Read the records and write them out again exactly.

----

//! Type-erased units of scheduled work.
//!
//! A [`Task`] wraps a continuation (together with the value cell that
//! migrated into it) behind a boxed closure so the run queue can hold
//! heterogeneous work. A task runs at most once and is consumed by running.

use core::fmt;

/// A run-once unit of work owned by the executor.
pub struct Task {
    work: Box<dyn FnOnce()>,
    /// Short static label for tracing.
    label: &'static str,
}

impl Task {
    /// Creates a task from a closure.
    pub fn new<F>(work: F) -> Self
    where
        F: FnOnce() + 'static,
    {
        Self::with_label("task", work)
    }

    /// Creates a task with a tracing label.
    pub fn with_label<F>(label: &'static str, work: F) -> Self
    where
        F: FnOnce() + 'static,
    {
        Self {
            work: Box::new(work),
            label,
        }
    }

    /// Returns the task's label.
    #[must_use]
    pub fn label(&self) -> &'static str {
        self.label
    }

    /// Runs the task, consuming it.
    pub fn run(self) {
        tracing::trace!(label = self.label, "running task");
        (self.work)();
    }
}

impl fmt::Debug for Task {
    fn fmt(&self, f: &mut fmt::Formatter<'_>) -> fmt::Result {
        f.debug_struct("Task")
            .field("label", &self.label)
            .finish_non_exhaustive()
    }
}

----

--- Solution below ---
//! Type-erased units of scheduled work.
//!
//! A [`Task`] wraps a continuation (together with the value cell that
//! migrated into it) behind a boxed closure so the run queue can hold
//! heterogeneous work. A task runs at most once and is consumed by running.

use core::fmt;

/// A run-once unit of work owned by the executor.
pub struct Task {
    work: Box<dyn FnOnce()>,
    /// Short static label for tracing.
    label: &'static str,
}

impl Task {
    /// Creates a task from a closure.
    pub fn new<F>(work: F) -> Self
    where
        F: FnOnce() + 'static,
    {
        Self::with_label("task", work)
    }

    /// Creates a task with a tracing label.
    pub fn with_label<F>(label: &'static str, work: F) -> Self
    where
        F: FnOnce() + 'static,
    {
        Self {
            work: Box::new(work),
            label,
        }
    }

    /// Returns the task's label.
    #[must_use]
    pub fn label(&self) -> &'static str {
        self.label
    }

    /// Runs the task, consuming it.
    pub fn run(self) {
        tracing::trace!(label = self.label, "running task");
        (self.work)();
    }
}

impl fmt::Debug for Task {
    fn fmt(&self, f: &mut fmt::Formatter<'_>) -> fmt::Result {
        f.debug_struct("Task")
            .field("label", &self.label)
            .finish_non_exhaustive()
    }
}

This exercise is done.